From 41b39d6d5d80e549733985775d07492b6bd34a51 Mon Sep 17 00:00:00 2001
From: Alyssa Rosenzweig <alyssa@collabora.com>
Date: Thu, 19 May 2022 19:08:23 -0400
Subject: [PATCH] pan/va: Do scoreboard analysis

Signed-off-by: Alyssa Rosenzweig <alyssa@collabora.com>
Part-of: <https://gitlab.freedesktop.org/mesa/mesa/-/merge_requests/16804>
---
 src/panfrost/bifrost/valhall/va_insert_flow.c | 263 +++++++++++++++++-
 1 file changed, 260 insertions(+), 3 deletions(-)

diff --git a/src/panfrost/bifrost/valhall/va_insert_flow.c b/src/panfrost/bifrost/valhall/va_insert_flow.c
index 4bb2c4a7d60..3ef802472fa 100644
--- a/src/panfrost/bifrost/valhall/va_insert_flow.c
+++ b/src/panfrost/bifrost/valhall/va_insert_flow.c
@@ -32,8 +32,31 @@
  * followed by a cleanup pass to merge flow control modifiers on adjacent
  * instructions, eliminating the NOPs. This decouples optimization from
  * correctness, simplifying both passes.
+ *
+ * This pass is responsible for calculating dependencies, according to the
+ * rules:
+ *
+ * 1. An instruction that depends on the results of a previous asyncronous
+ *    must first wait for that instruction's slot, unless all
+ *    reaching code paths already depended on it.

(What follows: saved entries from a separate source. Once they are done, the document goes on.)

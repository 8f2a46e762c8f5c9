use std::collections::BTreeMap;
use std::fmt;

use serde::{Deserialize, Serialize};
use serde_json::{Map, Value};

use crate::clock::Timestamp;

// ============================================================================
// Identity
// ============================================================================

/// Key scoping a `UserRecord`: an authenticated user id or a generated
/// device identity.
#[derive(Debug, Clone, PartialEq, Eq, Hash, PartialOrd, Ord, Serialize, Deserialize)]
#[serde(transparent)]
pub struct Identity(String);

impl Identity {
    pub fn new(id: impl Into<String>) -> Self {
        Self(id.into())
    }

    pub fn as_str(&self) -> &str {
        &self.0
    }
}

impl fmt::Display for Identity {
    fn fmt(&self, f: &mut fmt::Formatter<'_>) -> fmt::Result {
        f.write_str(&self.0)
    }
}

impl From<&str> for Identity {
    fn from(s: &str) -> Self {
        Self(s.to_string())
    }
}

/// Group (team / house) a user has joined. Group names are defined by the
/// gamification layer; the store treats them as opaque.
#[derive(Debug, Clone, PartialEq, Eq, Hash, Serialize, Deserialize)]
#[serde(transparent)]
pub struct Group(String);

impl Group {
    pub fn new(name: impl Into<String>) -> Self {
        Self(name.into())
    }

    pub fn as_str(&self) -> &str {
        &self.0
    }
}

// ============================================================================
// Items
// ============================================================================

#[derive(Debug, Clone, Copy, PartialEq, Eq, Hash, Serialize, Deserialize)]
#[serde(rename_all = "lowercase")]
pub enum ItemType {
    Task,
    Note,
    List,
}

impl ItemType {
    pub fn as_str(&self) -> &'static str {
        match self {
            ItemType::Task => "task",
            ItemType::Note => "note",
            ItemType::List => "list",
        }
    }
}

impl fmt::Display for ItemType {
    fn fmt(&self, f: &mut fmt::Formatter<'_>) -> fmt::Result {
        f.write_str(self.as_str())
    }
}

/// A task, note or list entry owned by one `UserRecord`.
#[derive(Debug, Clone, PartialEq, Serialize, Deserialize)]
#[serde(rename_all = "camelCase")]
pub struct Item {
    pub id: String,
    #[serde(rename = "type")]
    pub kind: ItemType,
    pub title: String,
    #[serde(default)]
    pub description: String,
    pub created_at: Timestamp,
    #[serde(default)]
    pub completed: bool,
}

impl Item {
    /// Build a new, not-yet-completed item. The id is `"{type}_{created_at}"`.
    pub fn new(kind: ItemType, title: &str, description: &str, created_at: Timestamp) -> Self {
        Self {
            id: item_id(kind, created_at),
            kind,
            title: title.to_string(),
            description: description.to_string(),
            created_at,
            completed: false,
        }
    }
}

pub fn item_id(kind: ItemType, created_at: Timestamp) -> String {
    format!("{}_{created_at}", kind.as_str())
}

// ============================================================================
// Notes & themes
// ============================================================================

/// A user note. `content` may be cipher-text; the store never inspects it.
#[derive(Debug, Clone, PartialEq, Serialize, Deserialize)]
#[serde(rename_all = "camelCase")]
pub struct Note {
    pub id: String,
    pub title: String,
    pub content: String,
    #[serde(default)]
    pub is_encrypted: bool,
    #[serde(default)]
    pub pinned: bool,
    pub created_at: Timestamp,
}

#[derive(Debug, Clone, Copy, PartialEq, Eq, Serialize, Deserialize)]
#[serde(rename_all = "lowercase")]
pub enum UnlockSource {
    Default,
    Level,
    Purchase,
}

#[derive(Debug, Clone, PartialEq, Serialize, Deserialize)]
#[serde(rename_all = "camelCase")]
pub struct ThemeUnlock {
    pub theme_id: String,
    pub unlocked_at: Timestamp,
    pub unlocked_by: UnlockSource,
    #[serde(default, skip_serializing_if = "Option::is_none")]
    pub level: Option<u32>,
}

// ============================================================================
// UserRecord
// ============================================================================

fn default_level() -> u32 {
    1
}

/// Identity-scoped aggregate of everything the client persists for a user.
///
/// Collections default to empty on read because the remote tree database
/// drops empty maps.
#[derive(Debug, Clone, PartialEq, Serialize, Deserialize)]
#[serde(rename_all = "camelCase")]
pub struct UserRecord {
    #[serde(default)]
    pub group: Option<Group>,
    #[serde(default = "default_level")]
    pub level: u32,
    #[serde(default)]
    pub xp: u64,
    #[serde(default)]
    pub streak: u32,
    #[serde(default)]
    pub essence: u64,
    #[serde(default)]
    pub notes: BTreeMap<String, Note>,
    #[serde(default)]
    pub themes: BTreeMap<String, ThemeUnlock>,
    #[serde(default)]
    pub items: BTreeMap<String, Item>,
    pub created_at: Timestamp,
    pub last_active: Timestamp,
}

impl UserRecord {
    /// The record synthesized on first access for an identity.
    pub fn with_defaults(now: Timestamp) -> Self {
        Self {
            group: None,
            level: 1,
            xp: 0,
            streak: 0,
            essence: 0,
            notes: BTreeMap::new(),
            themes: BTreeMap::new(),
            items: BTreeMap::new(),
            created_at: now,
            last_active: now,
        }
    }

    /// Check that `fields` with `name` set to `value` still decodes as a
    /// record. A field update that fails this would leave the stored record
    /// unreadable.
    pub fn check_field(
        fields: &Map<String, Value>,
        name: &str,
        value: &Value,
    ) -> Result<(), serde_json::Error> {
        let mut candidate = fields.clone();
        candidate.insert(name.to_string(), value.clone());
        serde_json::from_value::<UserRecord>(Value::Object(candidate)).map(|_| ())
    }
}

// ============================================================================
// Connection status
// ============================================================================

#[derive(Debug, Clone, Copy, PartialEq, Eq, Serialize, Deserialize)]
#[serde(rename_all = "snake_case")]
pub enum BackendStatus {
    /// Remote store selected and reachable at the last probe.
    Remote,
    /// Remote store selected but the last probe failed.
    Offline,
    /// Local fallback store selected.
    LocalFallback,
    /// No backend could be initialized.
    Unavailable,
}

#[derive(Debug, Clone, Copy, PartialEq, Eq, Serialize, Deserialize)]
pub struct ConnectionStatus {
    pub connected: bool,
    pub status: BackendStatus,
}

impl ConnectionStatus {
    pub fn unavailable() -> Self {
        Self {
            connected: false,
            status: BackendStatus::Unavailable,
        }
    }
}

// ============================================================================
// Activity
// ============================================================================

/// Best-effort analytics event.
#[derive(Debug, Clone, PartialEq, Serialize, Deserialize)]
pub struct ActivityEvent {
    pub action: String,
    pub data: Value,
    pub timestamp: Timestamp,
}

+ * 2. More generally, any dependencies must be encoded. This includes
+ *    Write-After-Write and Write-After-Read hazards with LOAD/STORE to memory.
+ * 3. The shader must wait on slot #6 before running BLEND, ATEST
+ * 4. The shader must wait on slot #7 before running BLEND, ST_TILE
+ * 6. BARRIER must wait on every active slot.
+ *
+ * Unlike Bifrost, it is not necessary to worry about outbound staging
+ * registers, as the hardware stalls reading staging registers when issuing
+ * asynchronous instructions. So we don't track reads in our model of the
+ * hardware scoreboard. This makes things a bit simpler.
+ *
+ * We may reuse slots for multiple asynchronous instructions, though there may
+ * be a performance penalty.
  */
 
+#define BI_NUM_GENERAL_SLOTS 3
+#define BI_NUM_REGISTERS 64
+
 /*
  * Insert a NOP instruction with given flow control.
  */
@@ -45,6 +68,225 @@ bi_flow(bi_context *ctx, bi_cursor cursor, enum va_flow flow)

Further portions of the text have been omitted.